§ **Stored items**
---*---

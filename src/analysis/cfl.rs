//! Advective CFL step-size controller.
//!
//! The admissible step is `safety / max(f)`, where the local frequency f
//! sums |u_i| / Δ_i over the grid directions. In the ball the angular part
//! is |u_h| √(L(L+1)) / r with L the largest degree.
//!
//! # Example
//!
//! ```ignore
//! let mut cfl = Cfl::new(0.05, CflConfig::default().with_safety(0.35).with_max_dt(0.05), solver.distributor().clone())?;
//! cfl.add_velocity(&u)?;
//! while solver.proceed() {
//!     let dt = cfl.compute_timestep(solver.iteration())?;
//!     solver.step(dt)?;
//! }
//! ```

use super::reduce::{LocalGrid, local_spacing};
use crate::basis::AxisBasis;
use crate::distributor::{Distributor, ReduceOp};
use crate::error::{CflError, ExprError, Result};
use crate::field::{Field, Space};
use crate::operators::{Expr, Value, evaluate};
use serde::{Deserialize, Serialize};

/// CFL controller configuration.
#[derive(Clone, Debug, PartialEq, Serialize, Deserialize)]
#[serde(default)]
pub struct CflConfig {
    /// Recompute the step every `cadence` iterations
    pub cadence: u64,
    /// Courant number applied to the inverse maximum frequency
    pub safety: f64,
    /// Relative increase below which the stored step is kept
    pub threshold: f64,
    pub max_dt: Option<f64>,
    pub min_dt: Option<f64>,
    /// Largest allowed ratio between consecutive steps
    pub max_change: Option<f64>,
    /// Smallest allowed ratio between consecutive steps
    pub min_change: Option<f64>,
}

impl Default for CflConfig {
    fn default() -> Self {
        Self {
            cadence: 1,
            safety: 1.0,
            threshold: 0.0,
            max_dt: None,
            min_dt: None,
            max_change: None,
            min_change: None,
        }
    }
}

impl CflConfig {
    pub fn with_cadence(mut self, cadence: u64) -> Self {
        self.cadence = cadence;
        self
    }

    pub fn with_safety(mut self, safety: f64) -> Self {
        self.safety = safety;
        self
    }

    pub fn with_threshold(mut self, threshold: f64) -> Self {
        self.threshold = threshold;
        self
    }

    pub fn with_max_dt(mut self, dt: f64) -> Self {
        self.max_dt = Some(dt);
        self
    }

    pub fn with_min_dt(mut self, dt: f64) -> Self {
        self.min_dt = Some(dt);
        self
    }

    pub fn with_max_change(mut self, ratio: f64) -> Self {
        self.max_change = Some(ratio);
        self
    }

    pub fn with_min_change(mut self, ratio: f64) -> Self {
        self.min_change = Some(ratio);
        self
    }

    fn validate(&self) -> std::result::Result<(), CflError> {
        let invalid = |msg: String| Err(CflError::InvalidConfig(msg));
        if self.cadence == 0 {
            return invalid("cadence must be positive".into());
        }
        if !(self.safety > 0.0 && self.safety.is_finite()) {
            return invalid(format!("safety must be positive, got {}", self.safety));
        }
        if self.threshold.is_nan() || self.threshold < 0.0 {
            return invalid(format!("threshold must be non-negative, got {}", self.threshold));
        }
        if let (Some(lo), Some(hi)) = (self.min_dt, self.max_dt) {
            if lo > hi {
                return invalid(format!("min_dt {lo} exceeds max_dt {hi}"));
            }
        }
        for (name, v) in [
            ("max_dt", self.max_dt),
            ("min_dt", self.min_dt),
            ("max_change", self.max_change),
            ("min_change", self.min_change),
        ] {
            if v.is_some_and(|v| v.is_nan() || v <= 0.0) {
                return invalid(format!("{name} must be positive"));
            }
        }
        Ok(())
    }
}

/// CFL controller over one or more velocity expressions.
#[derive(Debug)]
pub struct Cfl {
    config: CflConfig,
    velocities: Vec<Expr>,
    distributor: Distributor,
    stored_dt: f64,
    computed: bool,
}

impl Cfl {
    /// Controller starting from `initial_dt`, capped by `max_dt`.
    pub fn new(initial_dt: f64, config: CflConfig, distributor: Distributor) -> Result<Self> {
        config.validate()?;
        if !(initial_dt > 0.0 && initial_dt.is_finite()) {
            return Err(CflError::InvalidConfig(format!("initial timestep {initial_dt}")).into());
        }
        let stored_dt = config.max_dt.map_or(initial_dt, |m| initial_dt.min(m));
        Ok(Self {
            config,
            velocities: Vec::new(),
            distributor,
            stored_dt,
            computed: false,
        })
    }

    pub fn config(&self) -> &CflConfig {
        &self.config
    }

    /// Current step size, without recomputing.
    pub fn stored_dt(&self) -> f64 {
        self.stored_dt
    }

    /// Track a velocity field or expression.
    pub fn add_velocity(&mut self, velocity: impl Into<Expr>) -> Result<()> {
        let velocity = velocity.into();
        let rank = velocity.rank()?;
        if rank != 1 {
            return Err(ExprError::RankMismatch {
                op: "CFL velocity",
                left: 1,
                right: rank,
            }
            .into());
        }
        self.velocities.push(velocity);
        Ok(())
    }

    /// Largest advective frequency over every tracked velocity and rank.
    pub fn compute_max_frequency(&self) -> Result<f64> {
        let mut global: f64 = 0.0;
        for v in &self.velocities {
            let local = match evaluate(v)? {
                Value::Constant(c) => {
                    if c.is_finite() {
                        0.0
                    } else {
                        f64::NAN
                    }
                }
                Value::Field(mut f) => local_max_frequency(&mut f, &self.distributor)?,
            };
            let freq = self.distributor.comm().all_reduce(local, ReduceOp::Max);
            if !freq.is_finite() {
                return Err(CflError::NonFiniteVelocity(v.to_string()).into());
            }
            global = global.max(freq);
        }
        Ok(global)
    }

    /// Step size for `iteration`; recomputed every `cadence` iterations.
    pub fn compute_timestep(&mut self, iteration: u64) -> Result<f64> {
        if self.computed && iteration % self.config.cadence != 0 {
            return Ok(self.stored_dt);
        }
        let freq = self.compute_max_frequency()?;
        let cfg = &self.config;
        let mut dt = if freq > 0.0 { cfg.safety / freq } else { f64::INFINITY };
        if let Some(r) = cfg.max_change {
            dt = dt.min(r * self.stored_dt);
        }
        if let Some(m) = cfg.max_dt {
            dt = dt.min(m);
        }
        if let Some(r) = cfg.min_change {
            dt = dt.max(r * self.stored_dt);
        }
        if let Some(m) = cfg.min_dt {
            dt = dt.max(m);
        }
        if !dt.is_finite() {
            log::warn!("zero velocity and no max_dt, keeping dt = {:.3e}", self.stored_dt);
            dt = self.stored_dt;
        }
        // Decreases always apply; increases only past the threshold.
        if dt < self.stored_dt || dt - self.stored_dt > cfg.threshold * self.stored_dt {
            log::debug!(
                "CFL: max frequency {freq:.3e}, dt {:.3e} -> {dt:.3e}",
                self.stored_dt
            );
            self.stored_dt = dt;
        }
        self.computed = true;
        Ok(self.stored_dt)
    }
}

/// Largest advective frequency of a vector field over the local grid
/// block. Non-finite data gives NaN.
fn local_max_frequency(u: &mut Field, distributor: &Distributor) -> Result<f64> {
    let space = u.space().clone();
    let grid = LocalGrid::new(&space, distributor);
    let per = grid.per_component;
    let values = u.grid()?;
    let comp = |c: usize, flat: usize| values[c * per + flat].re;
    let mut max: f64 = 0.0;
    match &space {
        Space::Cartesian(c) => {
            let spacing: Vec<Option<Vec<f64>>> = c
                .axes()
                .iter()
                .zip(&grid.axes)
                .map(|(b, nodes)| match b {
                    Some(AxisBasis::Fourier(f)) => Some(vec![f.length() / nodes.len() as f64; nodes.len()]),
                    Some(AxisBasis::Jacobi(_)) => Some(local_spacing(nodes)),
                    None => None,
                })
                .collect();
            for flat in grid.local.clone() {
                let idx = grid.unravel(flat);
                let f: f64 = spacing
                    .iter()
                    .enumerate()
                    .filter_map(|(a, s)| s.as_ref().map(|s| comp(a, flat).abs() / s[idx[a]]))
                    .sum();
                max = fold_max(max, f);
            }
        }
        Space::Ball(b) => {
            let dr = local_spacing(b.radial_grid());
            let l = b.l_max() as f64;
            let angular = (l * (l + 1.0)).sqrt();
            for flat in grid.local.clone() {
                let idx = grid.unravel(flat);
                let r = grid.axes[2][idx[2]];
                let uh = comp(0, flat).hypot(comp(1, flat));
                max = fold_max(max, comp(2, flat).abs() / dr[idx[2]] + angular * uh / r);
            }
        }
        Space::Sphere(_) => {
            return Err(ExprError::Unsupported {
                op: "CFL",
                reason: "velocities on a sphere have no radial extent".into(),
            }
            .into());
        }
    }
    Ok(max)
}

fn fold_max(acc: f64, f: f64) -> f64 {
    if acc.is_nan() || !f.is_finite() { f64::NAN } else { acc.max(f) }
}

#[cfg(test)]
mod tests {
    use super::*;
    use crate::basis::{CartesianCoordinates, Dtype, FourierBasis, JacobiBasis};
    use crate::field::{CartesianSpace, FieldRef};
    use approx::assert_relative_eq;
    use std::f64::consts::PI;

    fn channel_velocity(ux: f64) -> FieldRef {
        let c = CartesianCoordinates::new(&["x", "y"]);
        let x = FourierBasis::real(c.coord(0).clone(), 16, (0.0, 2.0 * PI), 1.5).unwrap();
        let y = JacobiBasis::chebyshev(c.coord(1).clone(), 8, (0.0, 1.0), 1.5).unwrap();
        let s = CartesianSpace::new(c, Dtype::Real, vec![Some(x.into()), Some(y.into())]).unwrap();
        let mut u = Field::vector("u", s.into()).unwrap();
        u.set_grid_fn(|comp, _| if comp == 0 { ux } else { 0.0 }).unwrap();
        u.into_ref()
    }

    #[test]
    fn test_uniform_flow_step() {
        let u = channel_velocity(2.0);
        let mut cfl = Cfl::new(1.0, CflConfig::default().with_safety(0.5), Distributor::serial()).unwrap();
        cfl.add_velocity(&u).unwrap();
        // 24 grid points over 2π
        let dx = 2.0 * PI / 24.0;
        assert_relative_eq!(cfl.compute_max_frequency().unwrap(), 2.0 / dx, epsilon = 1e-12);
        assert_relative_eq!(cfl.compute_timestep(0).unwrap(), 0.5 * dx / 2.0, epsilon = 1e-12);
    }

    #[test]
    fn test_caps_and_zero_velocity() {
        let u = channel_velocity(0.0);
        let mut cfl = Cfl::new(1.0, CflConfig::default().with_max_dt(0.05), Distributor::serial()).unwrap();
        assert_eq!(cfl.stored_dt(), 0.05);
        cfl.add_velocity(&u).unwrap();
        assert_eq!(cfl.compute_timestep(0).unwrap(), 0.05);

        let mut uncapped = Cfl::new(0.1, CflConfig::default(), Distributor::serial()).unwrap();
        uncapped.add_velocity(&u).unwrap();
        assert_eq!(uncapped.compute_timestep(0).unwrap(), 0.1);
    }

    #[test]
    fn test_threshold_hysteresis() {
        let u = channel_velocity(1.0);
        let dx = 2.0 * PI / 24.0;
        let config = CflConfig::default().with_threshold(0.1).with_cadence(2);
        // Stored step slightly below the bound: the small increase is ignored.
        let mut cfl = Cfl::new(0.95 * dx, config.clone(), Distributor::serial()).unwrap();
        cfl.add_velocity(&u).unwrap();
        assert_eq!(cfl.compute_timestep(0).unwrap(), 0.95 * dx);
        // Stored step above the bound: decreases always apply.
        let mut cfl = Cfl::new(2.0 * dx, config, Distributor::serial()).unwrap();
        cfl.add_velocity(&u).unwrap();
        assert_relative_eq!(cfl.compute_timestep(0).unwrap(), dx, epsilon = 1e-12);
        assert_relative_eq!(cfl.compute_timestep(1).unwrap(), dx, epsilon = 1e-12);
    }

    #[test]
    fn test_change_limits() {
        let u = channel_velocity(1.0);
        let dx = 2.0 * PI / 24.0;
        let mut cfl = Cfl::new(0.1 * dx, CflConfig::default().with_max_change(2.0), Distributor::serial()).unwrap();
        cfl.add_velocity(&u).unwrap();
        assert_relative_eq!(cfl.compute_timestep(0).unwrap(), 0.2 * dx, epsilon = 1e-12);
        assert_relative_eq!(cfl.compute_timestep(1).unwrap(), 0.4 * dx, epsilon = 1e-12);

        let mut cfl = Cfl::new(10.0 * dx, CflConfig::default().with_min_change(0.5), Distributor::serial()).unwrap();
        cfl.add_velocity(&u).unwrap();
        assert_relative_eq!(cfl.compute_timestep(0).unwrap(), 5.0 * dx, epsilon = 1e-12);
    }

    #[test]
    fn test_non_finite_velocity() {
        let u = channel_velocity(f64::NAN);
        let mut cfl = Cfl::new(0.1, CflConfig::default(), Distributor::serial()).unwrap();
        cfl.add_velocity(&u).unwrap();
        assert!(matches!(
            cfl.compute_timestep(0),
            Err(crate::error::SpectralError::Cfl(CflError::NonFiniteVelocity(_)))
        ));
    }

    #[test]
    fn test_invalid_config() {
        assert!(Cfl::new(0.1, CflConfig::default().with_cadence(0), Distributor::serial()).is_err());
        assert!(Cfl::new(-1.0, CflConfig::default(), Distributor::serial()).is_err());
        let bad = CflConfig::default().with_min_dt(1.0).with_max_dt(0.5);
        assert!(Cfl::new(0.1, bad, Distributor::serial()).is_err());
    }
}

---*---

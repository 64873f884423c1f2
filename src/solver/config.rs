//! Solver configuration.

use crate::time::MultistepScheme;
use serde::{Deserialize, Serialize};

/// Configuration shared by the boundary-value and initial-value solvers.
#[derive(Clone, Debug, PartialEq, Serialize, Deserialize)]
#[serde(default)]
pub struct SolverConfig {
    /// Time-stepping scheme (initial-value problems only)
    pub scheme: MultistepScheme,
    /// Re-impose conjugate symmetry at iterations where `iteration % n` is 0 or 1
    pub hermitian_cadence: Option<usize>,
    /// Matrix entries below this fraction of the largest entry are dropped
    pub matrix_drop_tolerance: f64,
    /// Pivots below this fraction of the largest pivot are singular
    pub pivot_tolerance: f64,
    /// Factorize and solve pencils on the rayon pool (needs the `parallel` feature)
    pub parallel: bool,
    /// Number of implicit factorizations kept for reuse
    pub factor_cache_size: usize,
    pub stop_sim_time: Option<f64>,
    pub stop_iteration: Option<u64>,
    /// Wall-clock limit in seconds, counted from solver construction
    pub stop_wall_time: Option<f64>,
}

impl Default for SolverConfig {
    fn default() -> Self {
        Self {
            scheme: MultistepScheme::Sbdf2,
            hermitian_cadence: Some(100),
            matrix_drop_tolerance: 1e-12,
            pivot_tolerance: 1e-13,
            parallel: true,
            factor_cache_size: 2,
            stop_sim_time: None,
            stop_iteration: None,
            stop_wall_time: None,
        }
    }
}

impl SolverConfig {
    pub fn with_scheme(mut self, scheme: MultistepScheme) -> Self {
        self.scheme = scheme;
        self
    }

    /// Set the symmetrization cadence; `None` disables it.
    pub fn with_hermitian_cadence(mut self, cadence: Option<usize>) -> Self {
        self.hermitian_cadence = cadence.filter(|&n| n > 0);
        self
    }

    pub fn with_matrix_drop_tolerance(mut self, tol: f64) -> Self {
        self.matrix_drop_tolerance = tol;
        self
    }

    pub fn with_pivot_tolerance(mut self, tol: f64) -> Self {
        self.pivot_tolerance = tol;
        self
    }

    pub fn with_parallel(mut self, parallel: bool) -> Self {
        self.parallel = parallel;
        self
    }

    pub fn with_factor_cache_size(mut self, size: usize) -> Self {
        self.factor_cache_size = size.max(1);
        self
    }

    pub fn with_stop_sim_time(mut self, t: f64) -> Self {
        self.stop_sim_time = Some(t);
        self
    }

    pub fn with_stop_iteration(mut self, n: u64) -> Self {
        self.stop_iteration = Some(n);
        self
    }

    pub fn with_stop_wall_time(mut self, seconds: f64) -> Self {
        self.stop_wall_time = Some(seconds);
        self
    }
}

---*---

Give back, word for word, only the lines above from the line holding "self.stored_dt = dt;" to the line holding "let per = grid.per_component;", both included.

            self.stored_dt = dt;
        }
        self.computed = true;
        Ok(self.stored_dt)
    }
}

/// Largest advective frequency of a vector field over the local grid
/// block. Non-finite data gives NaN.
fn local_max_frequency(u: &mut Field, distributor: &Distributor) -> Result<f64> {
    let space = u.space().clone();
    let grid = LocalGrid::new(&space, distributor);
    let per = grid.per_component;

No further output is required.